Ontario boosts postsecondary education funding: The Ontario government announced plans yesterday to freeze tuition for another three years and add more than $1-billion in funding for colleges and universities. The announcement was a response to recommendations by an expert panel on postsecondary finances, but the funding amounts to about half of what the panel said was needed to stabilize the finances of the province’s postsecondary system.

Alberta wants to opt out of pharmacare: Alberta Health Minister Adriana LaGrange said yesterday that the province wants the ability to not join a national pharmacare plan that is expected to be tabled in Parliament this week, and instead receive a per-capita share of the plan’s funding to boost its own programs. LaGrange said that the federal government did not consult Alberta in developing the pharmacare program.

Biden says Israel-Hamas ceasefire coming soon: U.S. President Joe Biden said he hopes to have a ceasefire in the Israel-Hamas conflict in Gaza by next Monday as the warring parties appeared to close in on a deal during negotiations in Qatar that also aim to broker the release of hostages.

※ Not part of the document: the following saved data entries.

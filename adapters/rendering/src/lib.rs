#![deny(
    unsafe_code,
    missing_docs,
    dead_code,
    unused_results,
    non_snake_case,
    unreachable_pub
)]

//! Shared rendering contracts for Derivative Dash adapters.
//!
//! Everything in a [`Scene`] is already projected into screen pixels with the
//! y-axis pointing down. Backends draw what they are given and report what
//! the player pressed; they never see world coordinates.

use anyhow::Result as AnyResult;
use derivative_dash_core::{MessageKind, PlayerAction, RunOutcome};
use glam::Vec2;
use std::{error::Error, fmt, time::Duration};

/// RGBA color used when presenting frames.
#[derive(Clone, Copy, Debug, PartialEq)]
pub struct Color {
    /// Red channel intensity in the range 0.0..=1.0.
    pub red: f32,
    /// Green channel intensity in the range 0.0..=1.0.
    pub green: f32,
    /// Blue channel intensity in the range 0.0..=1.0.
    pub blue: f32,
    /// Alpha channel intensity in the range 0.0..=1.0.
    pub alpha: f32,
}

impl Color {
    /// Creates a new color from floating point channels.
    #[must_use]
    pub const fn new(red: f32, green: f32, blue: f32, alpha: f32) -> Self {
        Self {
            red,
            green,
            blue,
            alpha,
        }
    }

    /// Creates an opaque color from byte RGB values.
    #[must_use]
    pub const fn from_rgb_u8(red: u8, green: u8, blue: u8) -> Self {
        Self {
            red: red as f32 / 255.0,
            green: green as f32 / 255.0,
            blue: blue as f32 / 255.0,
            alpha: 1.0,
        }
    }

    /// Returns the same color with its alpha replaced.
    #[must_use]
    pub const fn with_alpha(self, alpha: f32) -> Self {
        Self {
            red: self.red,
            green: self.green,
            blue: self.blue,
            alpha,
        }
    }
}

/// Fixed palette shared by every backend.
pub mod palette {
    use super::Color;

    /// Frame clear color.
    pub const BACKGROUND: Color = Color::from_rgb_u8(14, 18, 32);
    /// Track polyline.
    pub const TRACK: Color = Color::from_rgb_u8(0, 200, 255);
    /// Vehicle body.
    pub const VEHICLE: Color = Color::from_rgb_u8(255, 200, 40);
    /// Vehicle body after a crash.
    pub const VEHICLE_CRASHED: Color = Color::from_rgb_u8(200, 40, 40);
    /// Vehicle trail.
    pub const TRAIL: Color = Color::new(1.0, 0.6, 0.1, 0.5);
    /// Exhaust particles.
    pub const EXHAUST: Color = Color::from_rgb_u8(180, 180, 190);
    /// Crash debris.
    pub const DEBRIS: Color = Color::from_rgb_u8(255, 120, 30);
    /// Regular HUD text.
    pub const TEXT: Color = Color::from_rgb_u8(235, 235, 245);
    /// Secondary HUD text.
    pub const TEXT_DIM: Color = Color::from_rgb_u8(140, 150, 170);
    /// Translucent backing behind overlays.
    pub const PANEL: Color = Color::new(0.0, 0.0, 0.0, 0.7);
}

/// Progress of a checkpoint relative to the run.
#[derive(Clone, Copy, Debug, PartialEq, Eq)]
pub enum CheckpointStatus {
    /// Answered correctly.
    Passed,
    /// The checkpoint the vehicle is heading towards.
    Next,
    /// Further along the track.
    Upcoming,
}

impl CheckpointStatus {
    /// Classifies checkpoint `index` given how many have been passed.
    #[must_use]
    pub const fn classify(index: usize, passed: usize) -> Self {
        if index < passed {
            Self::Passed
        } else if index == passed {
            Self::Next
        } else {
            Self::Upcoming
        }
    }

    /// Marker color for the status.
    #[must_use]
    pub const fn color(self) -> Color {
        match self {
            Self::Passed => Color::from_rgb_u8(60, 220, 120),
            Self::Next => Color::from_rgb_u8(255, 220, 60),
            Self::Upcoming => Color::from_rgb_u8(120, 120, 140),
        }
    }
}

/// Tint used for a transient message of the given kind.
#[must_use]
pub const fn message_tint(kind: MessageKind) -> Color {
    match kind {
        MessageKind::Prompt => Color::from_rgb_u8(255, 220, 60),
        MessageKind::Success => Color::from_rgb_u8(60, 220, 120),
        MessageKind::Failure => Color::from_rgb_u8(240, 70, 70),
        MessageKind::Info => Color::from_rgb_u8(120, 180, 255),
        MessageKind::Victory => Color::from_rgb_u8(255, 215, 0),
    }
}

/// Menu navigation gathered by adapters while the menu is shown.
#[derive(Clone, Copy, Debug, Default, PartialEq, Eq)]
pub struct MenuInput {
    /// Move the highlight to the previous entry.
    pub previous: bool,
    /// Move the highlight to the next entry.
    pub next: bool,
    /// Activate the highlighted entry.
    pub confirm: bool,
    /// Leave the menu, which quits the game.
    pub back: bool,
}

/// Input snapshot gathered by adapters before updating the scene.
#[derive(Clone, Debug, Default, PartialEq, Eq)]
pub struct FrameInput {
    /// Gameplay actions in the order they were pressed this frame.
    pub actions: Vec<PlayerAction>,
    /// Menu navigation pressed this frame.
    pub menu: MenuInput,
    /// The player asked to close the game.
    pub quit_requested: bool,
}

/// Instruction returned by the per-frame update closure.
#[derive(Clone, Copy, Debug, PartialEq, Eq)]
pub enum FrameControl {
    /// Keep presenting frames.
    Continue,
    /// Close the window and return from [`RenderingBackend::run`].
    Exit,
}

/// Entries offered by the start menu.
#[derive(Clone, Copy, Debug, PartialEq, Eq)]
pub enum MenuEntry {
    /// Begin a run.
    Start,
    /// Close the game.
    Quit,
}

impl MenuEntry {
    /// Entries in display order.
    pub const ALL: [MenuEntry; 2] = [MenuEntry::Start, MenuEntry::Quit];

    /// Label drawn for the entry.
    #[must_use]
    pub const fn label(self) -> &'static str {
        match self {
            Self::Start => "Start",
            Self::Quit => "Quit",
        }
    }
}

/// Final choice made on the menu.
#[derive(Clone, Copy, Debug, PartialEq, Eq)]
pub enum MenuDecision {
    /// Begin a run.
    Start,
    /// Close the game.
    Quit,
}

/// Collaborator that turns menu navigation into a start or quit decision.
pub trait MenuController {
    /// Processes one frame of navigation; returns a decision once one was made.
    fn update(&mut self, input: MenuInput) -> Option<MenuDecision>;

    /// Entry currently highlighted.
    fn selected(&self) -> MenuEntry;
}

/// Keyboard-driven menu with a wrapping highlight.
#[derive(Clone, Copy, Debug, Default, PartialEq, Eq)]
pub struct MenuState {
    selected: usize,
}

impl MenuState {
    /// Creates a menu with the first entry highlighted.
    #[must_use]
    pub const fn new() -> Self {
        Self { selected: 0 }
    }
}

impl MenuController for MenuState {
    fn update(&mut self, input: MenuInput) -> Option<MenuDecision> {
        let count = MenuEntry::ALL.len();
        if input.previous {
            self.selected = (self.selected + count - 1) % count;
        }
        if input.next {
            self.selected = (self.selected + 1) % count;
        }
        if input.back {
            return Some(MenuDecision::Quit);
        }
        if !input.confirm {
            return None;
        }
        Some(match self.selected() {
            MenuEntry::Start => MenuDecision::Start,
            MenuEntry::Quit => MenuDecision::Quit,
        })
    }

    fn selected(&self) -> MenuEntry {
        MenuEntry::ALL[self.selected % MenuEntry::ALL.len()]
    }
}

/// Track drawn as a screen-space polyline.
#[derive(Clone, Debug, Default, PartialEq)]
pub struct TrackPresentation {
    /// Polyline vertices from left to right.
    pub points: Vec<Vec2>,
}

/// Checkpoint marker drawn on the track.
#[derive(Clone, Copy, Debug, PartialEq)]
pub struct CheckpointPresentation {
    /// Screen position of the marker base.
    pub position: Vec2,
    /// World x-coordinate used as the marker label.
    pub world_x: f32,
    /// Progress classification.
    pub status: CheckpointStatus,
}

/// Pose of the vehicle on screen.
#[derive(Clone, Copy, Debug, Default, PartialEq)]
pub struct VehiclePresentation {
    /// Screen position of the contact point with the track.
    pub position: Vec2,
    /// Inclination in world space, `atan(slope)`, counter-clockwise positive.
    pub tilt: f32,
    /// Whether the vehicle crashed.
    pub crashed: bool,
}

impl VehiclePresentation {
    /// Default body extents in pixels.
    pub const BODY_SIZE: Vec2 = Vec2::new(40.0, 20.0);

    /// Corners of the body resting on the track, rotated by the tilt.
    ///
    /// The order is rear-bottom, front-bottom, front-top, rear-top. Because
    /// screen y points down, the world tilt is applied clockwise on screen.
    #[must_use]
    pub fn body_corners(&self, size: Vec2) -> [Vec2; 4] {
        let rotation = Vec2::from_angle(-self.tilt);
        let half_width = size.x / 2.0;
        [
            Vec2::new(-half_width, 0.0),
            Vec2::new(half_width, 0.0),
            Vec2::new(half_width, -size.y),
            Vec2::new(-half_width, -size.y),
        ]
        .map(|corner| self.position + rotation.rotate(corner))
    }
}

/// Decorative particle.
#[derive(Clone, Copy, Debug, PartialEq)]
pub struct ParticlePresentation {
    /// Screen position.
    pub position: Vec2,
    /// Radius in pixels.
    pub radius: f32,
    /// Fill color, with alpha already faded by remaining life.
    pub color: Color,
}

/// Heads-up display contents.
#[derive(Clone, Debug, Default, PartialEq)]
pub struct HudPresentation {
    /// Track name.
    pub track_name: String,
    /// Display formula of the track.
    pub formula: String,
    /// Current score.
    pub score: u32,
    /// Checkpoints answered correctly.
    pub checkpoints_passed: usize,
    /// Checkpoints on the track.
    pub checkpoint_count: usize,
    /// Current vehicle speed.
    pub speed: f32,
    /// Upper speed limit.
    pub max_speed: f32,
}

/// Transient message banner.
#[derive(Clone, Debug, PartialEq)]
pub struct MessagePresentation {
    /// Text to show.
    pub text: String,
    /// Tint derived from the message kind.
    pub color: Color,
}

/// Answer box shown while a checkpoint awaits an answer.
#[derive(Clone, Debug, PartialEq)]
pub struct AnswerPromptPresentation {
    /// Text typed so far.
    pub pending_text: String,
    /// World x-coordinate of the checkpoint being answered.
    pub checkpoint_x: f32,
}

/// Panel shown once the run reached a terminal phase.
#[derive(Clone, Debug, PartialEq)]
pub struct GameOverPresentation {
    /// Terminal outcome.
    pub outcome: RunOutcome,
    /// Headline for the outcome.
    pub title: &'static str,
    /// Final score.
    pub score: u32,
}

impl GameOverPresentation {
    /// Builds the panel for `outcome` with the standard headline.
    #[must_use]
    pub const fn new(outcome: RunOutcome, score: u32) -> Self {
        let title = match outcome {
            RunOutcome::Crashed => "CRASHED!",
            RunOutcome::Victory => "VICTORY!",
            RunOutcome::TrackEnded => "END OF TRACK",
        };
        Self {
            outcome,
            title,
            score,
        }
    }

    /// Headline color.
    #[must_use]
    pub const fn color(&self) -> Color {
        match self.outcome {
            RunOutcome::Crashed | RunOutcome::TrackEnded => message_tint(MessageKind::Failure),
            RunOutcome::Victory => message_tint(MessageKind::Victory),
        }
    }
}

/// Start menu overlay.
#[derive(Clone, Debug, PartialEq)]
pub struct MenuPresentation {
    /// Game title.
    pub title: String,
    /// Formula of the selected track.
    pub subtitle: String,
    /// Entries with the highlighted one flagged.
    pub entries: Vec<(MenuEntry, bool)>,
}

impl MenuPresentation {
    /// Lays out every menu entry, highlighting `selected`.
    #[must_use]
    pub fn new<T, S>(title: T, subtitle: S, selected: MenuEntry) -> Self
    where
        T: Into<String>,
        S: Into<String>,
    {
        Self {
            title: title.into(),
            subtitle: subtitle.into(),
            entries: MenuEntry::ALL
                .iter()
                .map(|entry| (*entry, *entry == selected))
                .collect(),
        }
    }
}

/// Scene description combining the track, the vehicle and the overlays.
#[derive(Clone, Debug, PartialEq)]
pub struct Scene {
    /// Logical render target size in pixels.
    pub viewport: Vec2,
    /// Track polyline.
    pub track: TrackPresentation,
    /// Checkpoint markers within view.
    pub checkpoints: Vec<CheckpointPresentation>,
    /// Vehicle pose.
    pub vehicle: VehiclePresentation,
    /// Trail points from oldest to newest.
    pub trail: Vec<Vec2>,
    /// Live particles.
    pub particles: Vec<ParticlePresentation>,
    /// Heads-up display.
    pub hud: HudPresentation,
    /// Transient message, if one is still visible.
    pub message: Option<MessagePresentation>,
    /// Answer box while a checkpoint awaits an answer.
    pub answer_prompt: Option<AnswerPromptPresentation>,
    /// Game-over panel in terminal phases.
    pub game_over: Option<GameOverPresentation>,
    /// Start menu while it is active.
    pub menu: Option<MenuPresentation>,
}

impl Scene {
    /// Creates an empty scene for a render target of `width` by `height` pixels.
    pub fn new(width: f32, height: f32) -> Result<Self, RenderingError> {
        if !(width.is_finite() && height.is_finite() && width > 0.0 && height > 0.0) {
            return Err(RenderingError::InvalidViewport { width, height });
        }

        Ok(Self {
            viewport: Vec2::new(width, height),
            track: TrackPresentation::default(),
            checkpoints: Vec::new(),
            vehicle: VehiclePresentation::default(),
            trail: Vec::new(),
            particles: Vec::new(),
            hud: HudPresentation::default(),
            message: None,
            answer_prompt: None,
            game_over: None,
            menu: None,
        })
    }
}

/// Presentation descriptor consumed by rendering backends.
#[derive(Clone, Debug, PartialEq)]
pub struct Presentation {
    /// Title used by the created window.
    pub window_title: String,
    /// Solid color used to clear each frame.
    pub clear_color: Color,
    /// Scene content that should be displayed.
    pub scene: Scene,
}

impl Presentation {
    /// Constructs a new presentation descriptor.
    #[must_use]
    pub fn new<T>(window_title: T, clear_color: Color, scene: Scene) -> Self
    where
        T: Into<String>,
    {
        Self {
            window_title: window_title.into(),
            clear_color,
            scene,
        }
    }
}

/// Rendering backend capable of presenting Derivative Dash scenes.
pub trait RenderingBackend {
    /// Runs the rendering backend until it is requested to exit.
    ///
    /// The provided `update_scene` closure receives the measured frame delta
    /// and the input captured by the adapter, and rewrites the scene before it
    /// is rendered. Returning [`FrameControl::Exit`] closes the window.
    fn run<F>(self, presentation: Presentation, update_scene: F) -> AnyResult<()>
    where
        F: FnMut(Duration, FrameInput, &mut Scene) -> FrameControl + 'static;
}

/// Errors that can occur when constructing rendering descriptors.
#[derive(Debug, PartialEq)]
pub enum RenderingError {
    /// The render target must have a finite, positive size.
    InvalidViewport {
        /// Provided width.
        width: f32,
        /// Provided height.
        height: f32,
    },
}

impl fmt::Display for RenderingError {
    fn fmt(&self, f: &mut fmt::Formatter<'_>) -> fmt::Result {
        match self {
            Self::InvalidViewport { width, height } => {
                write!(
                    f,
                    "viewport must be finite and positive (received {width}x{height})"
                )
            }
        }
    }
}

impl Error for RenderingError {}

More to do on defence, Trudeau says: Prime Minister Justin Trudeau defended Canada’s defence spending during a news conference with Polish prime minister Donald Tusk in Warsaw yesterday. Trudeau said there is still more to do for Canada on defence spending as Tusk urged the West to confront the very real dangers Russia poses.

Mining firm eyes move to Middle East to bypass review: Montreal-based SRG Mining Inc. is planning a move to the Middle East in an effort to avoid a national security review over a financing deal with a Chinese energy company. The move would eliminate the requirement for a security probe by the federal government, which said, in 2022, that it would only allow investments in Canadian critical minerals miners by entities tied to the Chinese government to occur under exceptional circumstances.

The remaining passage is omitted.